Task brief: Could you copy every line of the data that contains the word "matched"?

Given information:
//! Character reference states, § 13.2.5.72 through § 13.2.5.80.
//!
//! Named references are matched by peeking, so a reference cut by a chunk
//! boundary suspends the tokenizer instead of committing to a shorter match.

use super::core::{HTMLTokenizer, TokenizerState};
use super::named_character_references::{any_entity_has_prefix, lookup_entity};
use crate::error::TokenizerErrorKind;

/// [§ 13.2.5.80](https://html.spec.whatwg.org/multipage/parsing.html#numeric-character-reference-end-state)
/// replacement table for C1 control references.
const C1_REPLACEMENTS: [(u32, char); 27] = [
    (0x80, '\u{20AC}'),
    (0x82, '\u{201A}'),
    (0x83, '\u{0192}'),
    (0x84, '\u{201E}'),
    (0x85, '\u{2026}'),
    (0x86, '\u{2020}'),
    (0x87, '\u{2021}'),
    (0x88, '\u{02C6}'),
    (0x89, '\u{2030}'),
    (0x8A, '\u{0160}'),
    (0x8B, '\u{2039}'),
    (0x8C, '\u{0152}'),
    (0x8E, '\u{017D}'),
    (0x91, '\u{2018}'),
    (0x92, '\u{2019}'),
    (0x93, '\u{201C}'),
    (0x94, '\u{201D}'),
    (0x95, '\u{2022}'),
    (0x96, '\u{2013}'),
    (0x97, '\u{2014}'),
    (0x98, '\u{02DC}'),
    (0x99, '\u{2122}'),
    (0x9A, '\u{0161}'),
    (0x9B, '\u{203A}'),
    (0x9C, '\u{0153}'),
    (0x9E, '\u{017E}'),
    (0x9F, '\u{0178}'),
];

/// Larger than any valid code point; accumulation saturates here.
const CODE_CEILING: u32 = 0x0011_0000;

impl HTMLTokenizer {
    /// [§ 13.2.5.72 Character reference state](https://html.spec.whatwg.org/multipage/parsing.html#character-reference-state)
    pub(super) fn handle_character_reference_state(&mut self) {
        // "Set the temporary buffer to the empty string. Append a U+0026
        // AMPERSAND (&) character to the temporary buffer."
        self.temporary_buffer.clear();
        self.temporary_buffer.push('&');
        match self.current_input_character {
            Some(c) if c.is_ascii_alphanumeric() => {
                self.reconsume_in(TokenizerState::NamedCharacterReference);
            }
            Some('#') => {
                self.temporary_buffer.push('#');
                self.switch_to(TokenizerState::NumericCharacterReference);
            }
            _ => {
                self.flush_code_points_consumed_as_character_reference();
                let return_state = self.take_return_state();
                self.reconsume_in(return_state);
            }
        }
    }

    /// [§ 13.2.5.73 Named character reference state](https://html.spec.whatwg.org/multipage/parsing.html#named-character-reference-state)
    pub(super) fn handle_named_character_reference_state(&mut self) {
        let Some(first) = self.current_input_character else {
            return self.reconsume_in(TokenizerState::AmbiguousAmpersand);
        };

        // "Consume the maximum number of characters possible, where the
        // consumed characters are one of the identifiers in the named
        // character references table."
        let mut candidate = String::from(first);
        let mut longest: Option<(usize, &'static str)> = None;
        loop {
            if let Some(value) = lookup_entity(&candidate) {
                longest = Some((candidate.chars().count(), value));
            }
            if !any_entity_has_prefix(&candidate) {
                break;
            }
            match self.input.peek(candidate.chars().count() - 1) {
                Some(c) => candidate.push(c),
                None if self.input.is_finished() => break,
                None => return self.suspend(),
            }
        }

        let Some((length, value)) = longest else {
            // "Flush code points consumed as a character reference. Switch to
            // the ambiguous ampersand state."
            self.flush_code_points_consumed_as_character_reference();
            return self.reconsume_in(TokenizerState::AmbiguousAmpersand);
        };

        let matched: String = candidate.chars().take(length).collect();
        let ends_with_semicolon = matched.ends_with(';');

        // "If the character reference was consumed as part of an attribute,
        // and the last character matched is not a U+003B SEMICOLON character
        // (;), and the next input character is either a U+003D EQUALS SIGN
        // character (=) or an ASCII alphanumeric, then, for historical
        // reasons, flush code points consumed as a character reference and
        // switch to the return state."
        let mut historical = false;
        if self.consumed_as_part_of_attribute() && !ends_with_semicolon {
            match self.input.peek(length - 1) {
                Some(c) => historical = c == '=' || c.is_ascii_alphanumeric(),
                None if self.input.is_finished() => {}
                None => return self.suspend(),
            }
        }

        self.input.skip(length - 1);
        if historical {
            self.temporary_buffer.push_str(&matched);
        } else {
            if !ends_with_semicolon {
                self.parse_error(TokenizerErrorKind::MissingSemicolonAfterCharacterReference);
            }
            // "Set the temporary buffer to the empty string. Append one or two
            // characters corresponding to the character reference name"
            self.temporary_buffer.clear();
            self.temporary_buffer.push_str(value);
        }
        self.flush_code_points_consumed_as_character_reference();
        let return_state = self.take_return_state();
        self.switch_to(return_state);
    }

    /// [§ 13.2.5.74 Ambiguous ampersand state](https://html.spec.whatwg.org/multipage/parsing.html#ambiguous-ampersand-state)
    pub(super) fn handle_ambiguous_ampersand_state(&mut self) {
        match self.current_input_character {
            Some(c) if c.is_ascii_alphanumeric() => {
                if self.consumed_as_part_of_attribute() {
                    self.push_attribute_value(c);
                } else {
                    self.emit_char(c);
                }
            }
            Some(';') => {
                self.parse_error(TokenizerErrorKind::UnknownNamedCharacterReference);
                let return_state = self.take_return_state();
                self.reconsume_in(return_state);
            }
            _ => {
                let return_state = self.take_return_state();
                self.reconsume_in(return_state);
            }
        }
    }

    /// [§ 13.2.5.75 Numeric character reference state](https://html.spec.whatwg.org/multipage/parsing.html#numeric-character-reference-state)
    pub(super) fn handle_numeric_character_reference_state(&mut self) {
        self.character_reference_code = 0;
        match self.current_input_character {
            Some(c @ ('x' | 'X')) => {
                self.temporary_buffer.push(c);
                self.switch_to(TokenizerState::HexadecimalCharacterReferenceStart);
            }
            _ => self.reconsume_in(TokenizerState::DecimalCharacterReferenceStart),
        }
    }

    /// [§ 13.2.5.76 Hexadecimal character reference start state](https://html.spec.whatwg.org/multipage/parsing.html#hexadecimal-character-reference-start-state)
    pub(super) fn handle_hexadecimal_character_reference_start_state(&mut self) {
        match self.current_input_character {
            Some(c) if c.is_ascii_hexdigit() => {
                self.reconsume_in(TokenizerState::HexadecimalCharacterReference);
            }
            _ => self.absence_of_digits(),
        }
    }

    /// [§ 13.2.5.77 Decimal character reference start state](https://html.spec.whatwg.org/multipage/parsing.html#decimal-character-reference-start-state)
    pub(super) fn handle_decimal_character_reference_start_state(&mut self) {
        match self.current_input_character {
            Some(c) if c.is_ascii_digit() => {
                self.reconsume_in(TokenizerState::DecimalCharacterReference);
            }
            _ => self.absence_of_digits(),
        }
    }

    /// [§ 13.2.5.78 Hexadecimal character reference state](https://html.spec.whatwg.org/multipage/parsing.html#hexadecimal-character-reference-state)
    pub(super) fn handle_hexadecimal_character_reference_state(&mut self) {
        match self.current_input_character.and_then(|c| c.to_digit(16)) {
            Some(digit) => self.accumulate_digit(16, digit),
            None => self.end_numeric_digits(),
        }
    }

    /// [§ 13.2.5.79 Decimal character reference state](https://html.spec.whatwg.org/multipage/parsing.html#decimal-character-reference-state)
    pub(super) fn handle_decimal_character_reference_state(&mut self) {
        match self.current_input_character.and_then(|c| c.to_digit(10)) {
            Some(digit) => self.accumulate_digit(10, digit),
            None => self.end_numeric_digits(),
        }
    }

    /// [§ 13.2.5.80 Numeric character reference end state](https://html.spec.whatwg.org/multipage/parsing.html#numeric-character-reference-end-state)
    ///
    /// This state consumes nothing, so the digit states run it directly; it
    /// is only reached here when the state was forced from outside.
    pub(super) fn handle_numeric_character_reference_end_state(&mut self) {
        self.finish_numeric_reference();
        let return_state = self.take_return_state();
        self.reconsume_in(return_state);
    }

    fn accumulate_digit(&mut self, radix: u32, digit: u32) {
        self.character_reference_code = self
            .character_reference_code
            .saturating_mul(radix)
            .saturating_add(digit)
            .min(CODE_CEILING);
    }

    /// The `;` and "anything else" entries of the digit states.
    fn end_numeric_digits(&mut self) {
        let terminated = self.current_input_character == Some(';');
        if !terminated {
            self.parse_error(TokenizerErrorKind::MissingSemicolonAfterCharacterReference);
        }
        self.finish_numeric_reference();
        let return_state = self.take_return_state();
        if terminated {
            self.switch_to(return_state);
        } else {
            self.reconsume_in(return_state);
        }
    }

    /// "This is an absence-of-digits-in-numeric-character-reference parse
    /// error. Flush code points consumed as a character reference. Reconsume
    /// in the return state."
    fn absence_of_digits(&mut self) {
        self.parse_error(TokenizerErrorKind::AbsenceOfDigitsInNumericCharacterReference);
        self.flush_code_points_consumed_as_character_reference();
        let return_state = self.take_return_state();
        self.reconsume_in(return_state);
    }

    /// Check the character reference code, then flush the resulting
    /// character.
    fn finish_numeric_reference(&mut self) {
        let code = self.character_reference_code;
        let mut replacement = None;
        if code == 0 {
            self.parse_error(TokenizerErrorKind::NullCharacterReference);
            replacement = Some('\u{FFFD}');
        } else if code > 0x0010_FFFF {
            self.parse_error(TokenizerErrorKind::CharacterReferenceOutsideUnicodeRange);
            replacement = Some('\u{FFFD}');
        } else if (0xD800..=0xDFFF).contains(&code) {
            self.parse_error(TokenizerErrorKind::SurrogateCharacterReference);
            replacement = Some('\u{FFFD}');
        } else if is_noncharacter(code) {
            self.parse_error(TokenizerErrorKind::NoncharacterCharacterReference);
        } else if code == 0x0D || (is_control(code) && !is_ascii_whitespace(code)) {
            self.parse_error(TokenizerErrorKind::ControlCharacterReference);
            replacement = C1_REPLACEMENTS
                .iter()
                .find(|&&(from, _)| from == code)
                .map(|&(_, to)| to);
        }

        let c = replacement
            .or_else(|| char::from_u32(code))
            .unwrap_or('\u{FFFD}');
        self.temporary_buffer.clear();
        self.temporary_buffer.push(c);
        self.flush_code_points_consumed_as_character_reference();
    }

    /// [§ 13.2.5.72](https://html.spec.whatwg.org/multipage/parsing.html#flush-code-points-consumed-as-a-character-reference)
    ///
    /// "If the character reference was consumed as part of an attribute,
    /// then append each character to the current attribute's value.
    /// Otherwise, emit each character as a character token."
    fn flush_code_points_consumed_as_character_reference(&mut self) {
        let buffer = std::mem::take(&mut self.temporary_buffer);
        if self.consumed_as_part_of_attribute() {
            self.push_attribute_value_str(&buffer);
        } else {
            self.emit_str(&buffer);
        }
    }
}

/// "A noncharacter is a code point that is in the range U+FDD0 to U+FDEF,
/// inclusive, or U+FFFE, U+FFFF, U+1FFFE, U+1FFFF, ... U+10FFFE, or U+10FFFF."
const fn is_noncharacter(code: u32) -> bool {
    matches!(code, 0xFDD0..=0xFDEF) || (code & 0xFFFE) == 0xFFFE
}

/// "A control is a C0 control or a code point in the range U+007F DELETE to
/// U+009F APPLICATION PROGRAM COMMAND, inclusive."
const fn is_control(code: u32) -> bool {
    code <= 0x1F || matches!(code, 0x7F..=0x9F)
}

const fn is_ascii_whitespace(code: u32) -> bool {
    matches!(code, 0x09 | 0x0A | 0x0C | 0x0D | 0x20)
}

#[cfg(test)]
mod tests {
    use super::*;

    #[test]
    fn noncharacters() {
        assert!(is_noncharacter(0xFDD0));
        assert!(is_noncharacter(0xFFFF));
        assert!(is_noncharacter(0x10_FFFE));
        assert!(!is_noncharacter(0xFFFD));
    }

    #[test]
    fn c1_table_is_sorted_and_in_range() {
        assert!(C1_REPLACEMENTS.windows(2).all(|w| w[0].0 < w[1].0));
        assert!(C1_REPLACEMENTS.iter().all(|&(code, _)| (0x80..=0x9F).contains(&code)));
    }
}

---

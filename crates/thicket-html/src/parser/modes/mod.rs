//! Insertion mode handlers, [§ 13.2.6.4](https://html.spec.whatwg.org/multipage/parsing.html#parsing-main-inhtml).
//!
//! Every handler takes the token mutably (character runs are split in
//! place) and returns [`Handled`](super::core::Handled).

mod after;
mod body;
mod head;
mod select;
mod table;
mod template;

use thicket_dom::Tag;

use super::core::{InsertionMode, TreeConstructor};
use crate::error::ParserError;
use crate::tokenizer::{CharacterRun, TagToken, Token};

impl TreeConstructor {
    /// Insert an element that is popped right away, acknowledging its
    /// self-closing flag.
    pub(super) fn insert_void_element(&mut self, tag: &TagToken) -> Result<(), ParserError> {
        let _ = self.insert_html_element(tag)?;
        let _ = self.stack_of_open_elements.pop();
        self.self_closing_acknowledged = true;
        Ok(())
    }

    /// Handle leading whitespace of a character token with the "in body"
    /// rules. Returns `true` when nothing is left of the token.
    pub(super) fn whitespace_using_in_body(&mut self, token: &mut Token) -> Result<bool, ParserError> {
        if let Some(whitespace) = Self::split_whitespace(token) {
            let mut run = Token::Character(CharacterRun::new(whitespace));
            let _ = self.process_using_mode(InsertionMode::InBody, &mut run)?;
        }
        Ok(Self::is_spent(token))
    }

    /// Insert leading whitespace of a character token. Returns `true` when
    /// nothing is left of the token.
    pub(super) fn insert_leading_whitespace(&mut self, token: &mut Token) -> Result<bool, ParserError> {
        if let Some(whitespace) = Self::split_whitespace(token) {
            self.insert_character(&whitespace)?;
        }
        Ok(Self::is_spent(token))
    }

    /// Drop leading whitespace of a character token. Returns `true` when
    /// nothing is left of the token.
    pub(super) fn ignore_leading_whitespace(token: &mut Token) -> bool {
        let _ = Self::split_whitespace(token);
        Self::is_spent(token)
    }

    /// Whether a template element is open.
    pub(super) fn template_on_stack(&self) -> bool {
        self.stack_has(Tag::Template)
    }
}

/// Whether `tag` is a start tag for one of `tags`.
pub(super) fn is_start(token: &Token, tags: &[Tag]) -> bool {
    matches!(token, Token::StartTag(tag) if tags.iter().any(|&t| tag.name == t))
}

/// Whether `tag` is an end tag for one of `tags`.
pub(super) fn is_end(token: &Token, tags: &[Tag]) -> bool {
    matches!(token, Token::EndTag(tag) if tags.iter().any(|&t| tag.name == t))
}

Finished task:
//! Named references are matched by peeking, so a reference cut by a chunk
        let matched: String = candidate.chars().take(length).collect();
        let ends_with_semicolon = matched.ends_with(';');
        // and the last character matched is not a U+003B SEMICOLON character
            self.temporary_buffer.push_str(&matched);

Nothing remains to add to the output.